6. He was never a governor. This is just unfortunate. People like to vote for a governor or a senator from their home state. Someone who can spew about Texas pride, and show an example of “creating jobs” in their home state. Someone who can kiss babies, and eat BBQ ribs, while saying “Go Cowboys!” after a loud prayer. Nobody wants to vote for someone who was trying to affect idealistic policy changes in Washington, thousands of miles away.
7. He loves the Constitution. There are two ways to argue a point – on usefulness, or on principle. I think most people like to think about usefulness. If an idea can shown to be useful, and good, then people will buy it. People like what makes sense to them. They want to know that an idea will be useful in the real world. But using the constitution to defend every one of your points is like arguing on princple — and it loses people. I say, who cares if the constitution aligns with all your points. Sometimes, I think it’s better to explain it to people without all that constitution stuff, because lots of people have never read the constitution, and don’t revere it the way they should.
8. The Tea Party. Whenever people diss Ron Paul, they immediately point to the Tea Party – those right wing, xenophobic, war-mongering, Sarah Palin-y religious fanatics. It’s true that the Tea Party was started by the Ron Paul movement, but it was taken over by the republicans, and shown as an example of everything wrong about libertarians. It’s really too bad it’s still alive and kicking, like Frankenstein’s monster haunting him from the grave. The Tea Party should’ve been named The Constitution Party right from the beginning, which would at least be more specific.

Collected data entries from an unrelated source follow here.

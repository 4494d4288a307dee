use super::parsing::{
    env_optional, env_or_default, parse_bool, parse_cors_origins, parse_environment, parse_flag,
};
use super::types::{
    ApiSettings, ConfigError, CorsSettings, RuntimeSettings, ServerHost, ServerPort,
    ServerSettings, Settings, StoreSettings, TelemetrySettings,
};

impl Settings {
    pub(crate) fn load() -> Result<Self, ConfigError> {
        let host = env_or_default("ITEMS_HOST", "0.0.0.0");
        let port = env_or_default("ITEMS_PORT", "8080");

        let environment =
            parse_environment(env_optional("ITEMS_ENV").or_else(|| env_optional("ENVIRONMENT")));

        let project_name = env_or_default("PROJECT_NAME", "Items API");
        let version = env!("CARGO_PKG_VERSION").to_string();

        let cors_origins = parse_cors_origins(env_optional("BACKEND_CORS_ORIGINS"))?;

        let seed = match env_optional("ITEMS_SEED") {
            Some(value) => parse_flag("ITEMS_SEED", &value)?,
            None => true,
        };

        let log_level = env_or_default("ITEMS_LOG_LEVEL", "info");
        let json = env_optional("ITEMS_LOG_JSON").map(|value| parse_bool(&value)).unwrap_or(false);
        let prometheus_enabled =
            env_optional("PROMETHEUS_ENABLED").map(|value| parse_bool(&value)).unwrap_or(false);

        Ok(Self {
            server: ServerSettings {
                host: ServerHost::parse(host)?,
                port: ServerPort::parse(port)?,
            },
            runtime: RuntimeSettings { environment },
            api: ApiSettings { project_name, version },
            cors: CorsSettings { origins: cors_origins },
            store: StoreSettings { seed },
            telemetry: TelemetrySettings { log_level, json, prometheus_enabled },
        })
    }

    pub(crate) fn server_addr(&self) -> String {
        format!("{}:{}", self.server.host.0, self.server.port.0)
    }

    pub(crate) fn server_host(&self) -> &str {
        &self.server.host.0
    }

    pub(crate) fn server_port(&self) -> u16 {
        self.server.port.0
    }

    pub(crate) fn api(&self) -> &ApiSettings {
        &self.api
    }

    pub(crate) fn cors(&self) -> &CorsSettings {
        &self.cors
    }

    pub(crate) fn store(&self) -> &StoreSettings {
        &self.store
    }

    pub(crate) fn telemetry(&self) -> &TelemetrySettings {
        &self.telemetry
    }

    pub(crate) fn runtime(&self) -> &RuntimeSettings {
        &self.runtime
    }
}
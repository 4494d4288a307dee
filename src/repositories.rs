pub(crate) mod items;
use std::sync::{PoisonError, RwLock, RwLockReadGuard, RwLockWriteGuard};

use thiserror::Error;

use crate::core::metrics;
use crate::models::Item;

#[derive(Debug, Clone, Copy, PartialEq, Eq, Error)]
pub(crate) enum StoreError {
    #[error("item {0} not found")]
    NotFound(i32),
    #[error("item {0} already exists")]
    Conflict(i32),
}

/// In-memory item collection, kept in insertion order.
///
/// Every operation runs inside a single lock acquisition, so a check and the
/// mutation that depends on it are never interleaved with another request.
/// The `items_stored` gauge is published while the write guard is held.
#[derive(Debug, Default)]
pub(crate) struct ItemStore {
    items: RwLock<Vec<Item>>,
}

impl ItemStore {
    pub(crate) fn new() -> Self {
        Self::default()
    }

    pub(crate) fn seeded() -> Self {
        Self {
            items: RwLock::new(vec![
                Item::new(1, "Laptop", "High-performance laptop", 999.99),
                Item::new(2, "Mouse", "Wireless mouse", 29.99),
                Item::new(3, "Keyboard", "Mechanical keyboard", 79.99),
            ]),
        }
    }

    pub(crate) fn list_all(&self) -> Vec<Item> {
        self.read().clone()
    }

    pub(crate) fn len(&self) -> usize {
        self.read().len()
    }

    pub(crate) fn get_by_id(&self, id: i32) -> Result<Item, StoreError> {
        self.read().iter().find(|item| item.id == id).cloned().ok_or(StoreError::NotFound(id))
    }

    pub(crate) fn create(&self, item: Item) -> Result<Item, StoreError> {
        let mut items = self.write();
        if items.iter().any(|existing| existing.id == item.id) {
            return Err(StoreError::Conflict(item.id));
        }

        items.push(item.clone());
        metrics::record_item_count(items.len());
        Ok(item)
    }

    /// Replaces the item stored under `id`. The path id always wins over
    /// whatever id the replacement carries.
    pub(crate) fn update(&self, id: i32, item: Item) -> Result<Item, StoreError> {
        let mut items = self.write();
        let slot =
            items.iter_mut().find(|existing| existing.id == id).ok_or(StoreError::NotFound(id))?;

        *slot = item.with_id(id);
        Ok(slot.clone())
    }

    pub(crate) fn delete(&self, id: i32) -> Result<(), StoreError> {
        let mut items = self.write();
        let index =
            items.iter().position(|item| item.id == id).ok_or(StoreError::NotFound(id))?;

        items.remove(index);
        metrics::record_item_count(items.len());
        Ok(())
    }

    // A panic while holding the lock cannot leave the Vec half-updated, so
    // poisoning is ignored.
    fn read(&self) -> RwLockReadGuard<'_, Vec<Item>> {
        self.items.read().unwrap_or_else(PoisonError::into_inner)
    }

    fn write(&self) -> RwLockWriteGuard<'_, Vec<Item>> {
        self.items.write().unwrap_or_else(PoisonError::into_inner)
    }
}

9. He never talks about Intellectual Property Rights. As I’ve shown in my earlier posts, the intellectual property right debate has far reaching implications, and may or may not be the answer to solving almost all the world’s problems. If any party is going to raise it — it’s the libertarians. And I think Libertarians could gain lots of support from both republicans and democrats if they showed the “IP” debate to be a smart idea.
10. His voice. Listen to Mitt Romney the next time you hear him. He’s got resonance. It’s a buzz in his voice that makes you want to sing barbershop. Obama would make a great bass with his resonance. Even Herman Cain sounds he could be a zesty baritone. But Ron Paul has a soft sort of breathy crackle in his voice. He speaks in a way that makes an audience glaze over and fall asleep. He’s got no presence, sparkle, or shine in the way he speaks. It’s like listening to a grandpa.
But if you listen to the words that Ron has to say, his ideas could change the world. He is helping to convince people that inflation is the most harmful issue of our day. Compared to everything else, poverty is the number one killer in the world. And it’s inflation that causes poverty. It’s inflation that steals from the poor and gives to the rich. It’s inflation that kills jobs. It’s inflation that allows wars to continue. And it’s inflation that is causing many of the troubles in the economy that we’re seeing today. In that sense, Ron has a lot in common with the Occupy Wall Street movement. If he could only convince the 99% that inflation, is our real enemy, then he might be able to finally become “electable”.